Queer Places:
Passy Cemetery, 2 Rue du Commandant Schloesing, 75016 Paris, France
Maurice Rostand (26 May 1891 – 21 February 1968) was a French author, the son of the poet and dramatist Edmond Rostand and the poet Rosemonde Gérard, and brother of the biologist Jean Rostand.
Rostand was a writer of poems, novels, and plays. He was friends with Jean Cocteau and Lucien Daudet and was one of the homosexual personalities who frequented the salons during the period between the wars.[1][2]
As a teenager, he aroused a deep passion for Clémentine-Hélène Dufau , an artist who was friendly to her parents and who painted her portrait. In 1933 he became the literary director of the weekly magazine Séduction [ 3 ] .

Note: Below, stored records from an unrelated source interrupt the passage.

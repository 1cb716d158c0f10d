//! Request principals.
//!
//! Credential verification is deliberately thin: bearer tokens are looked up in
//! a static table from the configuration, and internal solution users (the job
//! service, the scheduler) present the shared solution secret.

use std::collections::HashMap;
use std::fmt;

use axum::http::HeaderMap;
use axum::http::header::AUTHORIZATION;
use jobservice_client::{SECRET_SCHEME, Secret};

use crate::config::UserConfig;

/// Who is making a request.
#[derive(Debug, Clone, PartialEq, Eq)]
pub enum Principal {
    /// No credentials were presented
    Anonymous,

    /// A user authenticated by bearer token
    User {
        /// Username
        username: String,

        /// Whether the user is a system administrator
        sys_admin: bool,
    },

    /// An internal component authenticated by the solution secret
    Solution,
}

impl Principal {
    /// Whether the request carried no usable credentials
    pub fn is_anonymous(&self) -> bool {
        matches!(self, Principal::Anonymous)
    }

    /// Whether the principal is a system administrator
    pub fn is_sys_admin(&self) -> bool {
        matches!(self, Principal::User { sys_admin: true, .. })
    }

    /// Name recorded as creator or operator
    pub fn name(&self) -> &str {
        match self {
            Principal::Anonymous => "anonymous",
            Principal::User { username, .. } => username,
            Principal::Solution => "harbor-solution",
        }
    }
}

impl fmt::Display for Principal {
    fn fmt(&self, f: &mut fmt::Formatter<'_>) -> fmt::Result {
        f.write_str(self.name())
    }
}

#[derive(Debug, Clone)]
struct KnownUser {
    username: String,
    sys_admin: bool,
}

/// Maps request credentials to a [Principal].
#[derive(Debug, Default)]
pub struct TokenAuthenticator {
    users: HashMap<String, KnownUser>,
    solution_secret: Option<Secret>,
}

impl TokenAuthenticator {
    /// An authenticator which knows nobody.
    pub fn new() -> Self {
        Self::default()
    }

    /// Recognize a bearer token.
    pub fn user<T, U>(mut self, token: T, username: U, sys_admin: bool) -> Self
    where
        T: Into<String>,
        U: Into<String>,
    {
        self.users.insert(
            token.into(),
            KnownUser {
                username: username.into(),
                sys_admin,
            },
        );
        self
    }

    /// Recognize the users listed in the configuration.
    pub fn users<'a>(mut self, users: impl IntoIterator<Item = &'a UserConfig>) -> Self {
        for user in users {
            self = self.user(user.token.revealed(), user.username.clone(), user.sys_admin);
        }
        self
    }

    /// Accept the given secret from solution users.
    pub fn solution_secret(mut self, secret: Secret) -> Self {
        if secret.is_empty() {
            tracing::warn!("ignoring empty solution secret");
        } else {
            self.solution_secret = Some(secret);
        }
        self
    }

    /// Identify the principal behind a request.
    ///
    /// Unrecognized credentials are treated like missing ones; the authorization
    /// check then answers `401` where authentication is required.
    pub fn authenticate(&self, headers: &HeaderMap) -> Principal {
        let Some(value) = headers.get(AUTHORIZATION).and_then(|v| v.to_str().ok()) else {
            return Principal::Anonymous;
        };

        if let Some(token) = value.strip_prefix("Bearer ") {
            return match self.users.get(token.trim()) {
                Some(user) => Principal::User {
                    username: user.username.clone(),
                    sys_admin: user.sys_admin,
                },
                None => {
                    tracing::debug!("unknown bearer token");
                    Principal::Anonymous
                }
            };
        }

        if let Some(secret) = value
            .strip_prefix(SECRET_SCHEME)
            .and_then(|rest| rest.strip_prefix(' '))
        {
            return match &self.solution_secret {
                Some(expected) if expected.revealed() == secret.trim() => Principal::Solution,
                _ => {
                    tracing::debug!("solution secret mismatch");
                    Principal::Anonymous
                }
            };
        }

        Principal::Anonymous
    }
}

#[cfg(test)]
mod tests {
    use axum::http::HeaderValue;

    use super::*;

    fn headers(authorization: &'static str) -> HeaderMap {
        let mut headers = HeaderMap::new();
        headers.insert(AUTHORIZATION, HeaderValue::from_static(authorization));
        headers
    }

    fn authenticator() -> TokenAuthenticator {
        TokenAuthenticator::new()
            .user("admin-token", "admin", true)
            .user("dev-token", "dev", false)
            .solution_secret(Secret::from("internal"))
    }

    #[test]
    fn bearer_tokens() {
        let auth = authenticator();
        assert!(auth.authenticate(&headers("Bearer admin-token")).is_sys_admin());

        let dev = auth.authenticate(&headers("Bearer dev-token"));
        assert_eq!(dev.name(), "dev");
        assert!(!dev.is_sys_admin());

        assert!(auth.authenticate(&headers("Bearer nope")).is_anonymous());
    }

    #[test]
    fn solution_secret() {
        let auth = authenticator();
        assert_eq!(
            auth.authenticate(&headers("Harbor-Secret internal")),
            Principal::Solution
        );
        assert!(auth.authenticate(&headers("Harbor-Secret wrong")).is_anonymous());
    }

    #[test]
    fn missing_credentials() {
        assert!(authenticator().authenticate(&HeaderMap::new()).is_anonymous());
        assert!(authenticator().authenticate(&headers("Basic abc")).is_anonymous());
    }
}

Friend of the poet Axieros (Pierre Guyolot-Dubasty [ 4 ] ), he wrote the preface to the book written in his homage at the time of his death by Vivienne Orland [ 5 ] .
In 1937, he was a member of the honorary committee of the International League (LICP).
In 1951, he was a member, alongside Félicien Challaye and Émile Bauchet [ 6 ] of the founders [ 7 ] of La Voie de la paix , an organ of the National Committee for Resistance to War and Oppression (CNRGO, now Union pacifiste de France in 1961 [ 8 ] ).
At the same time, he also supported Ethel and Julius Rosenberg , alongside many intellectuals from around the world.
In 1948, he published his memoirs, Confession d'un demi-siècle. He is interred in Passy Cemetery.